O presidente da
Nicarágua, Daniel Ortega, anunciou neste domingo (22) a revogação da reforma
previdenciária que originou a violenta onda de protestos, que deixou ao menos
24 mortos, o que motivou seis países sul-americanos, entre eles o Brasil, a
pedir a deposição dos confrontos.
Em um encontro
com empresários de zonas francas em Manágua, Ortega disse que o Instituto
Nicaraguense de Seguro Social (INSS) tomou a decisão, "revogando a
resolução anterior de 16 de abril passado, que foi a que serviu como detonador
para que se iniciasse toda esta situação" de protestos.
Naquela data, o
organismo de seguridade social reformou o sistema de pensões para aumentar as
contribuições dos trabalhadores e dos patrões a fim de dar estabilidade
financeira à Previdência.
A reforma
desencadeou uma onda de protestos que mergulharam a Nicarágua no caos, com
confrontos violentos entre manifestantes e policiais, saques de comércios e
destruição de edifícios públicos.
Segundo o
presidente, a revogação do decreto permitirá abrir o diálogo com os setores que
foram às ruas protestar contra a medida, criada para restabelecer o equilíbrio
financeiro do INSS.
Ortega criticou
duramente os manifestantes e os comparou a membros de gangues como os que atuam
no norte da América Central.
"Isto nos
obriga a por em nossa agenda o combate às gangues.
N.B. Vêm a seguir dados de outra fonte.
//! Read path with a bounded retry.
//!
//! Every backend read goes through `fetch_with_retry`: one attempt, then up to
//! `max_retries` more after a fixed backoff, each attempt bounded by
//! `attempt_timeout`. Dropping the returned future abandons the in-flight
//! request and any pending backoff.

use std::fmt;
use std::future::Future;
use std::time::Duration;

use thiserror::Error;

use crate::backend::BackendError;

#[derive(Debug, Clone, Copy, PartialEq, Eq)]
pub struct RetryPolicy {
    pub max_retries: u32,
    pub backoff: Duration,
    pub attempt_timeout: Duration,
}

impl Default for RetryPolicy {
    fn default() -> Self {
        Self {
            max_retries: 1,
            backoff: Duration::from_millis(250),
            attempt_timeout: Duration::from_secs(10),
        }
    }
}

impl RetryPolicy {
    pub fn no_retry() -> Self {
        Self {
            max_retries: 0,
            ..Self::default()
        }
    }
}

/// Which attempt produced the surfaced error.
#[derive(Debug, Clone, Copy, PartialEq, Eq)]
pub enum FetchSource {
    Fetch,
    Retry,
}

impl fmt::Display for FetchSource {
    fn fmt(&self, f: &mut fmt::Formatter<'_>) -> fmt::Result {
        match self {
            FetchSource::Fetch => f.write_str("Fetch"),
            FetchSource::Retry => f.write_str("Retry"),
        }
    }
}

#[derive(Debug, Error)]
#[error("{source_tag}: {error}")]
pub struct FetchError {
    pub source_tag: FetchSource,
    pub attempts: u32,
    #[source]
    pub error: BackendError,
}

pub async fn fetch_with_retry<T, F, Fut>(
    policy: &RetryPolicy,
    what: &str,
    mut op: F,
) -> Result<T, FetchError>
where
    F: FnMut() -> Fut,
    Fut: Future<Output = Result<T, BackendError>>,
{
    let mut attempt: u32 = 0;

    loop {
        let result = match tokio::time::timeout(policy.attempt_timeout, op()).await {
            Ok(result) => result,
            Err(_) => Err(BackendError::Timeout),
        };

        let error = match result {
            Ok(value) => {
                if attempt > 0 {
                    tracing::info!(what, attempt, "Fetch succeeded after retry");
                }
                return Ok(value);
            }
            Err(error) => error,
        };

        let source_tag = if attempt == 0 {
            FetchSource::Fetch
        } else {
            FetchSource::Retry
        };

        if attempt >= policy.max_retries || !error.is_retryable() {
            tracing::warn!(what, attempts = attempt + 1, error = %error, "Fetch failed");
            return Err(FetchError {
                source_tag,
                attempts: attempt + 1,
                error,
            });
        }

        tracing::debug!(what, attempt, error = %error, "Fetch failed, retrying");
        attempt += 1;
        tokio::time::sleep(policy.backoff).await;
    }
}
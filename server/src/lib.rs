pub mod backend;
pub mod booking;
pub mod catalog;
pub mod config;
pub mod fetch;
pub mod handlers;
pub mod management;
pub mod models;
pub mod preferences;
pub mod routes;
pub mod state;
pub mod utils;
pub mod validation;
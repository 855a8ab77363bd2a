#![allow(dead_code)]

use std::sync::Arc;

use axum::body::{to_bytes, Body};
use axum::http::{Method, Request, StatusCode};
use axum::response::Response;
use axum::Router;
use serde_json::{json, Value};
use tempfile::TempDir;
use tower::ServiceExt;

use eventhub_server::backend::InMemoryBackend;
use eventhub_server::config::Config;
use eventhub_server::preferences::PreferenceStore;
use eventhub_server::routes::create_routes;
use eventhub_server::state::AppState;

/// The full router over an in-memory backend, with preferences in a scratch
/// directory that lives as long as the harness.
pub struct TestApp {
    pub router: Router,
    pub backend: Arc<InMemoryBackend>,
    _dir: TempDir,
}

pub async fn build_test_app() -> TestApp {
    let dir = tempfile::tempdir().expect("tempdir");
    let config = Config::local(dir.path().join("preferences.json"));
    let preferences = PreferenceStore::load(config.preferences_path.clone()).await;
    let backend = Arc::new(InMemoryBackend::new());

    let state = AppState::new(config, backend.clone(), preferences);
    TestApp {
        router: create_routes(state),
        backend,
        _dir: dir,
    }
}

impl TestApp {
    pub async fn send(&self, method: Method, uri: &str, body: Option<Value>) -> Response {
        let builder = Request::builder().method(method).uri(uri);
        let request = match body {
            Some(body) => builder
                .header("content-type", "application/json")
                .body(Body::from(body.to_string())),
            None => builder.body(Body::empty()),
        }
        .unwrap();

        self.router.clone().oneshot(request).await.unwrap()
    }

    /// Posts `body` verbatim as JSON, for payloads that do not parse.
    pub async fn post_raw(&self, uri: &str, body: &str) -> Response {
        let request = Request::builder()
            .method(Method::POST)
            .uri(uri)
            .header("content-type", "application/json")
            .body(Body::from(body.to_string()))
            .unwrap();

        self.router.clone().oneshot(request).await.unwrap()
    }

    pub async fn get(&self, uri: &str) -> Response {
        self.send(Method::GET, uri, None).await
    }

    pub async fn post_json(&self, uri: &str, body: Value) -> Response {
        self.send(Method::POST, uri, Some(body)).await
    }

    pub async fn put_json(&self, uri: &str, body: Value) -> Response {
        self.send(Method::PUT, uri, Some(body)).await
    }

    pub async fn delete(&self, uri: &str) -> Response {
        self.send(Method::DELETE, uri, None).await
    }

    /// Creates a venue through the management API and returns its id.
    pub async fn create_venue(&self, name: &str) -> String {
        let response = self
            .post_json(
                "/api/management/venues",
                json!({ "venue_name": name, "capacity": 300 }),
            )
            .await;
        assert_eq!(response.status(), StatusCode::CREATED);
        body_json(response).await["data"]["name"]
            .as_str()
            .unwrap()
            .to_string()
    }

    /// Creates an event through the management API and returns its id.
    pub async fn create_event(&self, name: &str, venue: &str) -> String {
        let response = self
            .post_json(
                "/api/management/events",
                json!({
                    "event_name": name,
                    "start_date": "2025-05-01",
                    "end_date": "2025-05-02",
                    "capacity": 100,
                    "venue": venue,
                }),
            )
            .await;
        assert_eq!(response.status(), StatusCode::CREATED);
        body_json(response).await["data"]["name"]
            .as_str()
            .unwrap()
            .to_string()
    }
}

pub fn booking_body(name: &str, tickets: i64) -> Value {
    json!({
        "attendee_name": name,
        "email": "a@b.com",
        "phone": "1234567890",
        "number_of_tickets": tickets,
    })
}

pub async fn body_json(response: Response) -> Value {
    let bytes = to_bytes(response.into_body(), usize::MAX).await.unwrap();
    serde_json::from_slice(&bytes).unwrap_or_else(
        |_| json!({ "raw": String::from_utf8_lossy(&bytes).to_string() }),
    )
}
Combatê-las para que não
continuem atuando da forma como atual, que não continuem se matando entre si e
que não vão assaltar estabelecimentos", disse Ortega durante a reunião.
A respeito,
acrescentou que "temos que restabelecer a ordem, nós não podemos permitir
que aqui se imponha o caos, o crime, o saque".
Antecipou que o
governo buscaria outras formas de dar estabilidade financeira ao sistema de
pensões e anunciou que convidaria o arcebispo de Manágua, cardeal Leopoldo
Brenes, a participar de uma mesa de diálogo que vai analisar o tema.
- Reações
internacionais -
Em Santiago,
seis países sul-americanos pediram a deposição do confronto e a cessação dos
atos de força nos protestos na Nicarágua.
Segundo um
comunicado da Chancelaria chilena, os governos de Brasil, Argentina, Colômbia,
Chile, Paraguai e Peru expressaram preocupação e lamentaram os atos de
violência registrados no país.
Os seis países
"fazem um apelo urgente a todos os setores a depor o confronto e cessar os
atos de força" e fizeram um chamado especial às forças de segurança para
que exerçam "suas faculdades com a maior prudência para evitar o uso
excessivo da força e uma escalada da crise".
Durante as
manifestações ocorreram saques e violentos confrontos, que deixaram uma lista
de vítimas que inclui estudantes que iniciaram os protestos, policiais e jovens
simpatizantes da governista Frente Sandinista, acusados de atacar os
manifestantes.
Diante disto,
países sul-americanos expressaram "suas condolências e solidariedade às
vítimas da violência e seus familiares".
Os Estados
Unidos também lamentaram a violência e a perda de vidas na Nicarágua e fizeram
um apelo às autoridades para julgar os responsáveis.